Albert Samain was a 19th century French writer who belonged to the “symbolist” school of writers and artists. This movement had its origins in France, Belgium and Russia and its exponents wrote from the perspective of telling the absolute truth in their poetry without making it too obvious that they were doing so. Samain wrote in a typically descriptive style that explored metaphorical imagery with distinctively symbolic meanings.
He was born Albert Victor Samain on the 3rd April 1858 in the northern French town of Lille, which is not far from the Belgian border. His parents were part of the large Flemish population of that region who ran a reasonably successful wines and spirits business in the town. Albert’s education was cut short though when his father died, therefore making it necessary for him to leave school early and seek to learn a trade.

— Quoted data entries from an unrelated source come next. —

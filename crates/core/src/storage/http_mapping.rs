//! Pure functions for mapping item errors to HTTP status codes.

use super::ItemError;

/// Maps an [`ItemError`] to an HTTP status code.
///
/// - `NotFound` -> 404 (Not Found)
/// - `Conflict` -> 409 (Conflict)
/// - `Backend` -> 400 (Bad Request)
///
/// # Examples
///
/// ```
/// use itemstore_core::item::ItemType;
/// use itemstore_core::storage::{item_error_to_status_code, ItemError};
///
/// let error = ItemError::not_found(ItemType::Item, "acme", "abc-123");
/// assert_eq!(item_error_to_status_code(&error), 404);
/// ```
pub fn item_error_to_status_code(error: &ItemError) -> u16 {
    match error {
        ItemError::NotFound { .. } => 404,
        ItemError::Conflict { .. } => 409,
        ItemError::Backend(_) => 400,
    }
}

#[cfg(test)]
mod tests {
    use super::*;
    use crate::item::ItemType;

    #[test]
    fn test_not_found_maps_to_404() {
        let error = ItemError::not_found(ItemType::Item, "t", "i");
        assert_eq!(item_error_to_status_code(&error), 404);
    }

    #[test]
    fn test_conflict_maps_to_409() {
        let error = ItemError::conflict(ItemType::Item, "t", "i");
        assert_eq!(item_error_to_status_code(&error), 409);
    }

    #[test]
    fn test_backend_maps_to_400() {
        let error = ItemError::Backend("throttled".to_string());
        assert_eq!(item_error_to_status_code(&error), 400);
    }
}
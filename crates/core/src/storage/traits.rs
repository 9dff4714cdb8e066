use async_trait::async_trait;

use crate::item::{ItemData, ItemType};

use super::Result;

/// Storage gateway over a single-table conditional key-value store.
///
/// Every operation is scoped to `tenant_id` and addresses the record at
/// `derive_keys(item_type, tenant_id, item_id).primary`.
#[async_trait]
pub trait ItemRepository: Send + Sync {
    /// Writes a new record. Fails with `Conflict` if the key already exists.
    async fn put_item(
        &self,
        item_type: ItemType,
        tenant_id: &str,
        item_id: &str,
        data: &ItemData,
    ) -> Result<()>;

    /// Reads a record's payload, optionally restricted to `fields`.
    /// Fails with `NotFound` if absent.
    async fn get_item(
        &self,
        item_type: ItemType,
        tenant_id: &str,
        item_id: &str,
        fields: Option<&[String]>,
    ) -> Result<ItemData>;

    /// Merges `data` into an existing record. Fails with `NotFound` if absent.
    async fn update_item(
        &self,
        item_type: ItemType,
        tenant_id: &str,
        item_id: &str,
        data: &ItemData,
    ) -> Result<()>;

    /// Removes a record and returns its payload. Fails with `NotFound` if absent.
    async fn delete_item(
        &self,
        item_type: ItemType,
        tenant_id: &str,
        item_id: &str,
    ) -> Result<ItemData>;
}

/// Hands out store clients restricted to a single tenant's keys.
///
/// Enforcing the restriction (IAM session policies, leading-key conditions)
/// is the implementor's job; the gateway only asks for a client per call.
#[async_trait]
pub trait ScopedClientFactory: Send + Sync {
    type Client: Send + Sync;

    async fn open_scoped_client(&self, tenant_id: &str) -> Result<Self::Client>;
}
pub mod event;
pub mod identity;
pub mod items;

pub use event::{ApiGatewayRequest, ApiGatewayResponse, EventError};
pub use identity::Identity;
pub use items::{create_item, delete_item, get_item, route, update_item, HandlerError};
use thiserror::Error;

use crate::item::ItemType;

/// Errors raised by the storage gateway and passed through the service.
///
/// `NotFound` and `Conflict` carry the `(item_type, tenant, item_id)` triplet
/// and a fixed code/title pair. `Backend` carries the raw message of any
/// failure the store did not classify.
#[derive(Debug, Error, Clone, PartialEq, Eq)]
pub enum ItemError {
    #[error("Item of type {item_type} [{tenant}/{item_id}] not found.")]
    NotFound {
        item_type: ItemType,
        tenant: String,
        item_id: String,
    },
    #[error("Item of type {item_type} [{tenant}:{item_id}] already exists.")]
    Conflict {
        item_type: ItemType,
        tenant: String,
        item_id: String,
    },
    #[error("{0}")]
    Backend(String),
}

impl ItemError {
    pub fn not_found(item_type: ItemType, tenant: &str, item_id: &str) -> Self {
        Self::NotFound {
            item_type,
            tenant: tenant.to_string(),
            item_id: item_id.to_string(),
        }
    }

    pub fn conflict(item_type: ItemType, tenant: &str, item_id: &str) -> Self {
        Self::Conflict {
            item_type,
            tenant: tenant.to_string(),
            item_id: item_id.to_string(),
        }
    }

    /// Machine-readable error code used in the error envelope.
    pub fn code(&self) -> &'static str {
        match self {
            ItemError::NotFound { .. } => "ItemNotFound",
            ItemError::Conflict { .. } => "ItemConflict",
            ItemError::Backend(_) => "400",
        }
    }

    /// Human-readable title used in the error envelope.
    pub fn title(&self) -> &'static str {
        match self {
            ItemError::NotFound { .. } => "Item Not Found",
            ItemError::Conflict { .. } => "Item Conflict",
            ItemError::Backend(_) => "Unknown error",
        }
    }
}

/// Result type for storage operations.
pub type Result<T> = std::result::Result<T, ItemError>;

#[cfg(test)]
mod tests {
    use super::*;

    #[test]
    fn test_not_found_display() {
        let error = ItemError::not_found(ItemType::Item, "acme", "abc-123");
        assert_eq!(error.to_string(), "Item of type item [acme/abc-123] not found.");
    }

    #[test]
    fn test_conflict_display() {
        let error = ItemError::conflict(ItemType::Item, "acme", "abc-123");
        assert_eq!(
            error.to_string(),
            "Item of type item [acme:abc-123] already exists."
        );
    }

    #[test]
    fn test_backend_display_is_raw_message() {
        let error = ItemError::Backend("ProvisionedThroughputExceededException".to_string());
        assert_eq!(error.to_string(), "ProvisionedThroughputExceededException");
    }

    #[test]
    fn test_codes_and_titles() {
        let not_found = ItemError::not_found(ItemType::Item, "t", "i");
        let conflict = ItemError::conflict(ItemType::Item, "t", "i");
        let backend = ItemError::Backend("boom".to_string());

        assert_eq!(not_found.code(), "ItemNotFound");
        assert_eq!(not_found.title(), "Item Not Found");
        assert_eq!(conflict.code(), "ItemConflict");
        assert_eq!(conflict.title(), "Item Conflict");
        assert_eq!(backend.code(), "400");
        assert_eq!(backend.title(), "Unknown error");
    }
}
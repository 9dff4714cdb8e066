use chrono::{DateTime, Utc};
use serde::{Deserialize, Serialize};

/// Opaque item payload: an arbitrary string-keyed JSON object.
pub type ItemData = serde_json::Map<String, serde_json::Value>;

/// Payload field holding the item identifier.
pub const ID_FIELD: &str = "id";
/// Payload field holding the [`ModificationInfo`] block.
pub const MODIFICATION_INFO_FIELD: &str = "modification_info";
pub const LAST_MODIFIED_AT_FIELD: &str = "last_modified_at";
pub const LAST_MODIFIED_BY_FIELD: &str = "last_modified_by";

/// Types of primary objects stored in the table.
#[derive(Debug, Clone, Copy, PartialEq, Eq, Hash, Serialize, Deserialize)]
#[serde(rename_all = "snake_case")]
pub enum ItemType {
    Item,
}

impl ItemType {
    /// Returns the value embedded in storage keys.
    pub fn as_str(&self) -> &'static str {
        match self {
            ItemType::Item => "item",
        }
    }
}

impl std::fmt::Display for ItemType {
    fn fmt(&self, f: &mut std::fmt::Formatter<'_>) -> std::fmt::Result {
        f.write_str(self.as_str())
    }
}

/// Authorship and timestamps attached to every stored item.
#[derive(Debug, Clone, PartialEq, Eq, Serialize, Deserialize)]
pub struct ModificationInfo {
    pub created_at: DateTime<Utc>,
    pub created_by: String,
    pub last_modified_at: DateTime<Utc>,
    pub last_modified_by: String,
}

impl ModificationInfo {
    /// Metadata for an item created by `user_id` at `now`.
    ///
    /// Creation and last-modification fields are identical on first write.
    pub fn created(user_id: impl Into<String>, now: DateTime<Utc>) -> Self {
        let user_id = user_id.into();
        Self {
            created_at: now,
            created_by: user_id.clone(),
            last_modified_at: now,
            last_modified_by: user_id,
        }
    }
}

/// The subset of [`ModificationInfo`] an update is allowed to touch.
#[derive(Debug, Clone, PartialEq, Eq, Serialize, Deserialize)]
pub struct LastModified {
    pub last_modified_at: DateTime<Utc>,
    pub last_modified_by: String,
}

impl LastModified {
    pub fn new(user_id: impl Into<String>, now: DateTime<Utc>) -> Self {
        Self {
            last_modified_at: now,
            last_modified_by: user_id.into(),
        }
    }
}

#[cfg(test)]
mod tests {
    use super::*;
    use chrono::TimeZone;

    #[test]
    fn test_item_type_as_str() {
        assert_eq!(ItemType::Item.as_str(), "item");
        assert_eq!(ItemType::Item.to_string(), "item");
    }

    #[test]
    fn test_item_type_serializes_lowercase() {
        let json = serde_json::to_string(&ItemType::Item).unwrap();
        assert_eq!(json, "\"item\"");
    }

    #[test]
    fn test_created_sets_equal_timestamps() {
        let now = Utc.with_ymd_and_hms(2024, 6, 15, 10, 30, 0).unwrap();
        let info = ModificationInfo::created("user-1", now);

        assert_eq!(info.created_at, info.last_modified_at);
        assert_eq!(info.created_by, "user-1");
        assert_eq!(info.last_modified_by, "user-1");
    }

    #[test]
    fn test_modification_info_field_names() {
        let now = Utc.with_ymd_and_hms(2024, 6, 15, 10, 30, 0).unwrap();
        let value = serde_json::to_value(ModificationInfo::created("user-1", now)).unwrap();

        let object = value.as_object().unwrap();
        assert!(object.contains_key("created_at"));
        assert!(object.contains_key("created_by"));
        assert!(object.contains_key(LAST_MODIFIED_AT_FIELD));
        assert!(object.contains_key(LAST_MODIFIED_BY_FIELD));
    }
}
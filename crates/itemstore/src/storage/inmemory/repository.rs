//! In-memory repository implementation.

use std::collections::HashMap;
use std::sync::Arc;

use async_trait::async_trait;
use tokio::sync::RwLock;

use itemstore_core::item::{merge_update, project_fields, ItemData, ItemType};
use itemstore_core::keys::derive_keys;
use itemstore_core::storage::{ItemError, ItemRepository, Result};

/// In-memory single-table store.
///
/// Each conditional operation checks and writes under one write lock, so the
/// existence conditions hold exactly as they would with DynamoDB's
/// conditional expressions.
#[derive(Debug, Clone, Default)]
pub struct InMemoryRepository {
    records: Arc<RwLock<HashMap<String, ItemData>>>,
}

impl InMemoryRepository {
    /// Creates a new empty in-memory repository.
    pub fn new() -> Self {
        Self::default()
    }

    /// Number of stored records across all tenants.
    pub async fn len(&self) -> usize {
        self.records.read().await.len()
    }

    pub async fn is_empty(&self) -> bool {
        self.records.read().await.is_empty()
    }
}

#[async_trait]
impl ItemRepository for InMemoryRepository {
    async fn put_item(
        &self,
        item_type: ItemType,
        tenant_id: &str,
        item_id: &str,
        data: &ItemData,
    ) -> Result<()> {
        let keys = derive_keys(item_type, tenant_id, item_id);
        let mut records = self.records.write().await;
        if records.contains_key(&keys.primary) {
            return Err(ItemError::conflict(item_type, tenant_id, item_id));
        }
        records.insert(keys.primary, data.clone());
        Ok(())
    }

    async fn get_item(
        &self,
        item_type: ItemType,
        tenant_id: &str,
        item_id: &str,
        fields: Option<&[String]>,
    ) -> Result<ItemData> {
        let keys = derive_keys(item_type, tenant_id, item_id);
        let records = self.records.read().await;
        let data = records
            .get(&keys.primary)
            .ok_or_else(|| ItemError::not_found(item_type, tenant_id, item_id))?;

        Ok(match fields {
            Some(fields) if !fields.is_empty() => project_fields(data, fields),
            _ => data.clone(),
        })
    }

    async fn update_item(
        &self,
        item_type: ItemType,
        tenant_id: &str,
        item_id: &str,
        data: &ItemData,
    ) -> Result<()> {
        let keys = derive_keys(item_type, tenant_id, item_id);
        let mut records = self.records.write().await;
        let existing = records
            .get_mut(&keys.primary)
            .ok_or_else(|| ItemError::not_found(item_type, tenant_id, item_id))?;
        merge_update(existing, data);
        Ok(())
    }

    async fn delete_item(
        &self,
        item_type: ItemType,
        tenant_id: &str,
        item_id: &str,
    ) -> Result<ItemData> {
        let keys = derive_keys(item_type, tenant_id, item_id);
        let mut records = self.records.write().await;
        records
            .remove(&keys.primary)
            .ok_or_else(|| ItemError::not_found(item_type, tenant_id, item_id))
    }
}
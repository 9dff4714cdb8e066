//! Multi-tenant item API.
//!
//! Requests arrive as API Gateway proxy events (Lambda) or plain HTTP (the
//! local dev server), pass through [`handlers`] and [`service`], and end in a
//! [`storage`] backend.

pub mod app;
pub mod config;
pub mod handlers;
pub mod logging;
pub mod service;
pub mod state;
pub mod storage;
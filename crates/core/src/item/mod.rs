mod operations;
mod types;

pub use operations::{
    merge_update, project_fields, strip_managed_fields, with_identity, with_last_modified,
};
pub use types::{
    ItemData, ItemType, LastModified, ModificationInfo, ID_FIELD, LAST_MODIFIED_AT_FIELD,
    LAST_MODIFIED_BY_FIELD, MODIFICATION_INFO_FIELD,
};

He was more interested in making his way as a writer though and, on moving to Paris in 1880, he began mixing with the avant garde society of writers and artists. His work became known around the clubs and cafes of Paris and he was invited to recite poems at a popular establishment in the Montmartre district. Le Chat Noir was a magnet for the Bohemians at that time and is thought to be one of the first of its kind where patrons could eat and drink at small tables and be entertained from a small stage. Such an intimate atmosphere was ideal for a poet such as Samain to recite his poetry to an appreciative audience.
Samain was almost certainly influenced by other French writers. He was an admirer of the “modernist” style employed by Charles Baudelaire. As a result Samain’s work sometimes exhibited morbid tones with elegiac, funereal themes running through some of his poems. Many took the form of mournful laments for dead heroes. He was also an advocate of fellow countryman Paul Verlaine. While he was considered by most literary critics to be among the greatest of the “fin de siècle” French poets, Verlaine’s poetry often contained indecisive, somewhat vague imagery and Samain used a similar style in his own work. Here is an example of his poetry, an atmospheric piece called Sleepless Night:
The collection of poetry that established the name of Albert Samain was Le jardin de l’infante which was published in 1893 when the writer was already 35 years old. A second volume came out five years later and was called Aux flancs du vase. Sadly Samain died young in 1900 and a third volume – Le Chariot d’or – was compiled and published a year after his death.
Samain was also heavily involved in two literature and cultural affairs magazines that were both published in Paris. Towards the end of the 19th century he collaborated with other Symbolist writers such as Alfred Vallette, Charles Cross and Alfred Jarry to re-launch the Mercure de France, a gazette which had originally been published some two hundred years before. Additionally he was a contributor to the monthly Revue des Deux.
Some of Samain’s work was set to music by composers such as Jean Cras who adapted the poetic drama Polyphème. In 1921 Six Mélodies sur des poésies d’Albert Samain was orchestrated by French composer Charles-Camille Saint-Saëns.
Albert Samain’s short life came to an end when he contracted tuberculosis and died on the 18th August 1900, at the very young age of 42.